Collection entries —

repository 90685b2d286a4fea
mod loader;
mod types;
mod validate;

pub use loader::{load_config, load_config_from_str, load_config_or_default};
pub use types::*;
pub use validate::validate_config;

use thiserror::Error;

#[derive(Debug, Error)]
pub enum ConfigError {
    #[error("Configuration file not found: {0}")]
    FileNotFound(String),

    #[error("Failed to parse configuration: {0}")]
    ParseError(String),

    #[error("Configuration validation failed: {0}")]
    ValidationError(String),
}
//! Host inspection: entropy pool level and CPU topology.
//!
//! Both feed the run before any job is dispatched: entropy gates the run via
//! [`preflight`], the physical core count sizes the slot pool via
//! [`slot_capacity`].

mod local;
mod preflight;
mod traits;

pub use local::LocalHost;
pub use preflight::{preflight, slot_capacity, PreflightError, ENTROPY_REFERENCE_MAX};
pub use traits::Host;
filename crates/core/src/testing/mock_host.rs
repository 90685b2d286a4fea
//! Mock host for testing.

use std::io;

use crate::host::Host;

/// Host with fixed entropy and core count.
#[derive(Debug, Clone)]
pub struct MockHost {
    entropy: Option<u32>,
    cores: usize,
}

impl MockHost {
    pub fn new(entropy: u32, cores: usize) -> Self {
        Self {
            entropy: Some(entropy),
            cores,
        }
    }

    /// A host whose entropy estimate cannot be read.
    pub fn unreadable(cores: usize) -> Self {
        Self {
            entropy: None,
            cores,
        }
    }
}

impl Default for MockHost {
    /// Plenty of entropy, four cores.
    fn default() -> Self {
        Self::new(4096, 4)
    }
}

impl Host for MockHost {
    fn entropy_available(&self) -> io::Result<u32> {
        self.entropy.ok_or_else(|| {
            io::Error::new(io::ErrorKind::NotFound, "entropy estimate unavailable")
        })
    }

    fn physical_cores(&self) -> usize {
        self.cores
    }
}
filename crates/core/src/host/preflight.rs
//! Run preconditions checked before any job is dispatched.

use std::path::PathBuf;
use thiserror::Error;
use tracing::{debug, warn};

use crate::config::PreflightConfig;

use super::traits::Host;

/// Reference maximum for the kernel entropy estimate.
pub const ENTROPY_REFERENCE_MAX: u32 = 4096;

/// Reasons the run refuses to start.
#[derive(Debug, Error)]
pub enum PreflightError {
    #[error("insufficient entropy: {available} available, {minimum} required")]
    InsufficientEntropy { available: u32, minimum: u32 },

    #[error("cannot read entropy estimate from {path}: {source}")]
    Unreadable {
        path: PathBuf,
        #[source]
        source: std::io::Error,
    },
}

impl PreflightError {
    /// Operator-facing remediation text.
    pub fn remediation(&self) -> String {
        let (headline, path) = match self {
            Self::InsufficientEntropy { available, minimum } => (
                format!(
                    "The kernel entropy pool holds {} bits; at least {} (of a maximum {}) are required.",
                    available, minimum, ENTROPY_REFERENCE_MAX
                ),
                None,
            ),
            Self::Unreadable { path, .. } => (
                "The kernel entropy estimate could not be read.".to_string(),
                Some(path),
            ),
        };
        let inspect = path
            .map(|p| p.display().to_string())
            .unwrap_or_else(|| "/proc/sys/kernel/random/entropy_avail".to_string());

        format!(
            "{headline}\n\
             Generating moduli draws heavily on system randomness.\n\
             Consider running an entropy daemon before retrying, for example:\n\
             \x20 - haveged\n\
             \x20 - rng-tools (rngd)\n\
             Inspect the current level with:\n\
             \x20 cat {inspect}\n\
             Set preflight.entropy_minimum = 0 to skip this check."
        )
    }
}

/// Verifies the host entropy estimate meets the configured minimum.
///
/// Returns the observed estimate, or 0 when the check is disabled.
pub fn preflight(host: &dyn Host, config: &PreflightConfig) -> Result<u32, PreflightError> {
    if config.entropy_minimum == 0 {
        debug!("Entropy preflight disabled");
        return Ok(0);
    }

    let available = host
        .entropy_available()
        .map_err(|source| PreflightError::Unreadable {
            path: config.entropy_path.clone(),
            source,
        })?;

    if available < config.entropy_minimum {
        return Err(PreflightError::InsufficientEntropy {
            available,
            minimum: config.entropy_minimum,
        });
    }

    debug!(available, minimum = config.entropy_minimum, "Entropy preflight passed");
    Ok(available)
}

/// Number of execution slots for the run: the override if given, otherwise the
/// detected physical core count, never less than 1.
pub fn slot_capacity(host: &dyn Host, max_slots: Option<usize>) -> usize {
    if let Some(slots) = max_slots {
        return slots.max(1);
    }
    match host.physical_cores() {
        0 => {
            warn!("Core detection returned 0; falling back to a single slot");
            1
        }
        cores => cores,
    }
}
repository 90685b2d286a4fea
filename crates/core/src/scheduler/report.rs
//! Per-job and per-stage outcomes.

use serde::{Deserialize, Serialize};
use std::time::Duration;

use crate::job::{JobState, Stage};
use crate::launcher::{JobError, JobExit};
use crate::sizes::SizeClass;

/// Outcome of one (stage, size class) job.
#[derive(Debug, Clone, PartialEq, Serialize, Deserialize)]
pub struct JobResult {
    pub stage: Stage,
    pub size_class: SizeClass,
    pub state: JobState,
    #[serde(skip_serializing_if = "Option::is_none")]
    pub error: Option<JobError>,
    #[serde(skip_serializing_if = "Option::is_none")]
    pub exit_code: Option<i32>,
    /// Retained stderr of a failed job.
    #[serde(skip_serializing_if = "Option::is_none")]
    pub stderr: Option<String>,
    pub elapsed_ms: u64,
}

impl JobResult {
    /// A job that was never dispatched.
    pub fn pending(stage: Stage, size_class: SizeClass) -> Self {
        Self {
            stage,
            size_class,
            state: JobState::Pending,
            error: None,
            exit_code: None,
            stderr: None,
            elapsed_ms: 0,
        }
    }

    pub fn failed(stage: Stage, size_class: SizeClass, error: JobError) -> Self {
        Self {
            state: JobState::Failed,
            error: Some(error),
            ..Self::pending(stage, size_class)
        }
    }

    /// Classifies what a job handle reported once its process finished.
    pub fn from_outcome(
        stage: Stage,
        size_class: SizeClass,
        outcome: Result<JobExit, JobError>,
    ) -> Self {
        match outcome {
            Ok(exit) => {
                let elapsed_ms = duration_ms(exit.elapsed);
                match exit.check() {
                    Ok(()) => Self {
                        state: JobState::Succeeded,
                        exit_code: exit.code,
                        elapsed_ms,
                        ..Self::pending(stage, size_class)
                    },
                    Err(error) => Self {
                        exit_code: exit.code,
                        stderr: (!exit.stderr.trim().is_empty()).then_some(exit.stderr),
                        elapsed_ms,
                        ..Self::failed(stage, size_class, error)
                    },
                }
            }
            Err(error) => Self::failed(stage, size_class, error),
        }
    }

    pub fn is_success(&self) -> bool {
        self.state == JobState::Succeeded
    }
}

fn duration_ms(d: Duration) -> u64 {
    d.as_millis().min(u64::MAX as u128) as u64
}

/// Every per-size-class outcome of one stage, sorted by ascending size class.
#[derive(Debug, Clone, Serialize, Deserialize)]
pub struct StageReport {
    pub stage: Stage,
    pub results: Vec<JobResult>,
    /// Size classes in the order they were handed to the launcher.
    pub dispatch_order: Vec<SizeClass>,
    /// Most jobs observed in flight at once.
    pub peak_in_flight: usize,
    pub elapsed_ms: u64,
}

impl StageReport {
    pub(crate) fn new(
        stage: Stage,
        mut results: Vec<JobResult>,
        dispatch_order: Vec<SizeClass>,
        peak_in_flight: usize,
        elapsed: Duration,
    ) -> Self {
        results.sort_by_key(|r| r.size_class);
        Self {
            stage,
            results,
            dispatch_order,
            peak_in_flight,
            elapsed_ms: duration_ms(elapsed),
        }
    }

    pub fn result(&self, size: SizeClass) -> Option<&JobResult> {
        self.results.iter().find(|r| r.size_class == size)
    }

    pub fn is_success(&self, size: SizeClass) -> bool {
        self.result(size).is_some_and(JobResult::is_success)
    }

    pub fn succeeded(&self) -> usize {
        self.count(JobState::Succeeded)
    }

    pub fn failed(&self) -> usize {
        self.count(JobState::Failed)
    }

    /// Jobs never dispatched because the run was cancelled.
    pub fn pending(&self) -> usize {
        self.count(JobState::Pending)
    }

    pub fn failures(&self) -> impl Iterator<Item = &JobResult> {
        self.results
            .iter()
            .filter(|r| r.state == JobState::Failed)
    }

    fn count(&self, state: JobState) -> usize {
        self.results.iter().filter(|r| r.state == state).count()
    }
}
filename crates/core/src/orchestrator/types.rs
//! Types for the orchestrator.

use chrono::{DateTime, Local};
use serde::Serialize;
use std::io;
use std::path::{Path, PathBuf};
use thiserror::Error;

use crate::config::ConfigError;
use crate::host::PreflightError;
use crate::job::Stage;
use crate::merge::{MergeError, MergeReport};
use crate::scheduler::StageReport;
use crate::sizes::SizeClass;

/// Errors that end a run without output.
#[derive(Debug, Error)]
pub enum RunError {
    /// Host precondition not met. Nothing was launched.
    #[error("preflight failed: {0}")]
    Preflight(#[from] PreflightError),

    #[error("invalid configuration: {0}")]
    Config(#[from] ConfigError),

    /// Work directory for intermediate artifacts could not be created.
    #[error("cannot prepare work directory {path}: {source}")]
    WorkDir {
        path: PathBuf,
        #[source]
        source: io::Error,
    },

    #[error("merge failed: {0}")]
    Merge(#[from] MergeError),

    /// Cancelled during `stage`. Running jobs were allowed to finish; no
    /// output was produced.
    #[error("run cancelled during {stage} stage")]
    Cancelled { stage: Stage },
}

/// Outcome of a completed run.
#[derive(Debug, Clone, Serialize)]
pub struct RunSummary {
    pub started_at: DateTime<Local>,
    pub completed_at: DateTime<Local>,
    /// Entropy estimate seen by preflight (0 when the check is disabled).
    pub entropy_available: u32,
    /// Slot pool capacity.
    pub capacity: usize,
    pub size_classes: Vec<SizeClass>,
    pub generation: StageReport,
    pub validation: StageReport,
    pub merge: MergeReport,
}

impl RunSummary {
    pub fn output_path(&self) -> &Path {
        &self.merge.output
    }

    /// Human-readable per-size-class problems, generation first.
    pub fn warnings(&self) -> Vec<String> {
        let jobs = self
            .generation
            .failures()
            .chain(self.validation.failures())
            .map(|r| {
                let reason = r
                    .error
                    .as_ref()
                    .map(ToString::to_string)
                    .unwrap_or_else(|| "failed".to_string());
                format!("{} {}: {}", r.stage, r.size_class, reason)
            });
        let merge = self.merge.warnings.iter().map(ToString::to_string);
        jobs.chain(merge).collect()
    }

    /// Every size class made it into the output.
    pub fn is_clean(&self) -> bool {
        self.merge.skipped.is_empty() && self.warnings().is_empty()
    }
}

Task to complete —
If a line in the records contains "scheduler", report it.

Answer section —
filename crates/core/src/scheduler/report.rs
use crate::scheduler::StageReport;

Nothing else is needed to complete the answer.